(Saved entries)
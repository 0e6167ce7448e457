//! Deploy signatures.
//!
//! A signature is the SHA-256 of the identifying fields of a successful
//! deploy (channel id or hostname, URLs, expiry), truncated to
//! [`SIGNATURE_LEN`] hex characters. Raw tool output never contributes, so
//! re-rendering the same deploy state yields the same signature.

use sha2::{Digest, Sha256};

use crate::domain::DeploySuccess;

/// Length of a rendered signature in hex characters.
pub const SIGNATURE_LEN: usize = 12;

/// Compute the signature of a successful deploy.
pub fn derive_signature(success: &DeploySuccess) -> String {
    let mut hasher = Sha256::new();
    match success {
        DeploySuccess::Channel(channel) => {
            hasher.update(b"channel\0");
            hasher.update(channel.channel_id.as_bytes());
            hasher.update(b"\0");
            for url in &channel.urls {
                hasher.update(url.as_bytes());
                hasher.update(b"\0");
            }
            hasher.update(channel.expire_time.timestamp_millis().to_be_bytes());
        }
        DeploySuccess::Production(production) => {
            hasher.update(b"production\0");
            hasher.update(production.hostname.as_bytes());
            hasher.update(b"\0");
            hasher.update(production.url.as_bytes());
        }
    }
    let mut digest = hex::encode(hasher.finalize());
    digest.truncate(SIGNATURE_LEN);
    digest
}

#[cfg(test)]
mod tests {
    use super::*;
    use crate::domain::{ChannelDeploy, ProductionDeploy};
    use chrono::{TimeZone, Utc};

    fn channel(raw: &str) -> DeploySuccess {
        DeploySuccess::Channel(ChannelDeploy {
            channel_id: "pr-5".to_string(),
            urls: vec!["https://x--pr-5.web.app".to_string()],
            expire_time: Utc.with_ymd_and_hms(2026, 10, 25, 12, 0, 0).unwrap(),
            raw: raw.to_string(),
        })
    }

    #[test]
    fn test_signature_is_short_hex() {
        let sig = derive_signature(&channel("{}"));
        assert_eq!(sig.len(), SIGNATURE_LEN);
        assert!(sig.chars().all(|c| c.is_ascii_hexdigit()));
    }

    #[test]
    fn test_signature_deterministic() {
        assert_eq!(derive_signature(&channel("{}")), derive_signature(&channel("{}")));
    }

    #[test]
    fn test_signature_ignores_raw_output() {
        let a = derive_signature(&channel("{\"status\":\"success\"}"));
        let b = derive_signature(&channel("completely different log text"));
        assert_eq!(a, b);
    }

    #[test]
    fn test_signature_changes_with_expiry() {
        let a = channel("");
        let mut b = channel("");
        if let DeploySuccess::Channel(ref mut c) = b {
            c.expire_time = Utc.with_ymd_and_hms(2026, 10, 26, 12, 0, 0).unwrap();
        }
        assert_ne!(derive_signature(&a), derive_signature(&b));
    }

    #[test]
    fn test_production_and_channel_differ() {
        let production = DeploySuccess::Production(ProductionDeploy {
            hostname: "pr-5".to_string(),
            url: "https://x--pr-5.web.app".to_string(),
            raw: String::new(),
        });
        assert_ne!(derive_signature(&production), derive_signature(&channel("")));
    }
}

_To do_
Copy every record above exactly as it stands.

_Response to this exercise_
repository 0e6167ce7448e457
//! Deploy signatures.
//!
//! A signature is the SHA-256 of the identifying fields of a successful
//! deploy (channel id or hostname, URLs, expiry), truncated to
//! [`SIGNATURE_LEN`] hex characters. Raw tool output never contributes, so
//! re-rendering the same deploy state yields the same signature.

use sha2::{Digest, Sha256};

use crate::domain::DeploySuccess;

/// Length of a rendered signature in hex characters.
pub const SIGNATURE_LEN: usize = 12;

/// Compute the signature of a successful deploy.
pub fn derive_signature(success: &DeploySuccess) -> String {
    let mut hasher = Sha256::new();
    match success {
        DeploySuccess::Channel(channel) => {
            hasher.update(b"channel\0");
            hasher.update(channel.channel_id.as_bytes());
            hasher.update(b"\0");
            for url in &channel.urls {
                hasher.update(url.as_bytes());
                hasher.update(b"\0");
            }
            hasher.update(channel.expire_time.timestamp_millis().to_be_bytes());
        }
        DeploySuccess::Production(production) => {
            hasher.update(b"production\0");
            hasher.update(production.hostname.as_bytes());
            hasher.update(b"\0");
            hasher.update(production.url.as_bytes());
        }
    }
    let mut digest = hex::encode(hasher.finalize());
    digest.truncate(SIGNATURE_LEN);
    digest
}

#[cfg(test)]
mod tests {
    use super::*;
    use crate::domain::{ChannelDeploy, ProductionDeploy};
    use chrono::{TimeZone, Utc};

    fn channel(raw: &str) -> DeploySuccess {
        DeploySuccess::Channel(ChannelDeploy {
            channel_id: "pr-5".to_string(),
            urls: vec!["https://x--pr-5.web.app".to_string()],
            expire_time: Utc.with_ymd_and_hms(2026, 10, 25, 12, 0, 0).unwrap(),
            raw: raw.to_string(),
        })
    }

    #[test]
    fn test_signature_is_short_hex() {
        let sig = derive_signature(&channel("{}"));
        assert_eq!(sig.len(), SIGNATURE_LEN);
        assert!(sig.chars().all(|c| c.is_ascii_hexdigit()));
    }

    #[test]
    fn test_signature_deterministic() {
        assert_eq!(derive_signature(&channel("{}")), derive_signature(&channel("{}")));
    }

    #[test]
    fn test_signature_ignores_raw_output() {
        let a = derive_signature(&channel("{\"status\":\"success\"}"));
        let b = derive_signature(&channel("completely different log text"));
        assert_eq!(a, b);
    }

    #[test]
    fn test_signature_changes_with_expiry() {
        let a = channel("");
        let mut b = channel("");
        if let DeploySuccess::Channel(ref mut c) = b {
            c.expire_time = Utc.with_ymd_and_hms(2026, 10, 26, 12, 0, 0).unwrap();
        }
        assert_ne!(derive_signature(&a), derive_signature(&b));
    }

    #[test]
    fn test_production_and_channel_differ() {
        let production = DeploySuccess::Production(ProductionDeploy {
            hostname: "pr-5".to_string(),
            url: "https://x--pr-5.web.app".to_string(),
            raw: String::new(),
        });
        assert_ne!(derive_signature(&production), derive_signature(&channel("")));
    }
}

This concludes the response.